**Aim of the task:**
Each time a line of the listing holds "true", copy that line.

**Records to process:**

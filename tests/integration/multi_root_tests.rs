use std::path::PathBuf;

use treecmp::compare::{ScanConfig, SizeMismatch};
use treecmp::filter::PatternFilter;
use treecmp::report::OutputConfig;

use super::common::{make_roots, scan, scan_with, show_all, write_file};

fn pair(out: &str) -> Vec<String> {
    out.lines().map(str::to_string).collect()
}

fn display(path: PathBuf) -> String {
    path.display().to_string()
}

#[test]
fn test_three_identical_roots() {
    let (_dir, roots) = make_roots(3);
    for root in &roots {
        write_file(root, "f.txt", b"same");
        write_file(root, "d/g.txt", b"also same");
    }

    let (summary, out) = scan(&roots, show_all());
    assert_eq!(summary.duplicates, 2);
    assert!(summary.trees_match());
    // Pairs name the first and second roots
    assert_eq!(
        pair(&out)[..2],
        [display(roots[0].join("f.txt")), display(roots[1].join("f.txt"))]
    );
}

#[test]
fn test_third_root_differs() {
    let (_dir, roots) = make_roots(3);
    write_file(&roots[0], "f.txt", b"aaaa");
    write_file(&roots[1], "f.txt", b"aaaa");
    write_file(&roots[2], "f.txt", b"bbbb");

    let config = OutputConfig {
        show_same: false,
        show_diff: true,
        ..OutputConfig::default().simple()
    };
    let (summary, out) = scan(&roots, config);
    assert_eq!(summary.differences, 1);
    assert_eq!(summary.duplicates, 0);
    assert_eq!(
        pair(&out),
        vec![display(roots[0].join("f.txt")), display(roots[2].join("f.txt"))]
    );
}

#[test]
fn test_first_disagreeing_root_decides() {
    let (_dir, roots) = make_roots(4);
    write_file(&roots[0], "f.txt", b"aaaa");
    write_file(&roots[1], "f.txt", b"aaaa");
    write_file(&roots[2], "f.txt", b"cc");
    // r3 lacks the file entirely, but r2 disagrees first

    let (summary, out) = scan_with(
        &roots,
        PatternFilter::accept_all(),
        ScanConfig::default().with_size_mismatch(SizeMismatch::Different),
        show_all(),
    );
    assert_eq!(summary.differences, 1);
    assert_eq!(summary.missing, 0);
    assert!(out.contains(&display(roots[2].join("f.txt"))));
    assert!(!out.contains(&display(roots[3].join("f.txt"))));
}

#[test]
fn test_missing_under_middle_root() {
    let (_dir, roots) = make_roots(3);
    write_file(&roots[0], "f.txt", b"x");
    write_file(&roots[2], "f.txt", b"x");

    let config = OutputConfig {
        show_miss: true,
        invert: true,
        ..OutputConfig::default().simple()
    };
    let (summary, out) = scan(&roots, config);
    assert_eq!(summary.missing, 1);
    // Inverted: the absent side is printed
    assert_eq!(out, format!("-- {}\n", display(roots[1].join("f.txt"))));
}

#[test]
fn test_absent_from_reference_root() {
    let (_dir, roots) = make_roots(3);
    write_file(&roots[1], "f.txt", b"x");
    write_file(&roots[2], "f.txt", b"x");

    let config = OutputConfig {
        show_miss: true,
        ..OutputConfig::default().simple()
    };
    let (summary, out) = scan(&roots, config);
    assert_eq!(summary.missing, 1);
    assert_eq!(out, format!("-- {}\n", display(roots[1].join("f.txt"))));
}

#[test]
fn test_size_split_with_many_roots() {
    let (_dir, roots) = make_roots(3);
    write_file(&roots[0], "f.txt", b"short");
    write_file(&roots[1], "f.txt", b"short");
    write_file(&roots[2], "f.txt", b"much longer");

    let (summary, _) = scan_with(
        &roots,
        PatternFilter::accept_all(),
        ScanConfig::default().with_size_mismatch(SizeMismatch::Different),
        show_all(),
    );
    assert_eq!(summary.differences, 1);
    assert_eq!(summary.missing, 0);
}

#[test]
fn test_union_of_subdirectories_across_roots() {
    let (_dir, roots) = make_roots(3);
    write_file(&roots[0], "a/one.txt", b"1");
    write_file(&roots[1], "b/two.txt", b"2");
    write_file(&roots[2], "c/three.txt", b"3");

    let (summary, _) = scan(&roots, show_all());
    assert_eq!(summary.depths_visited, 2);
    assert_eq!(summary.missing, 3);
}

**Answer space:**
        show_diff: true,
        show_miss: true,
        invert: true,
        show_miss: true,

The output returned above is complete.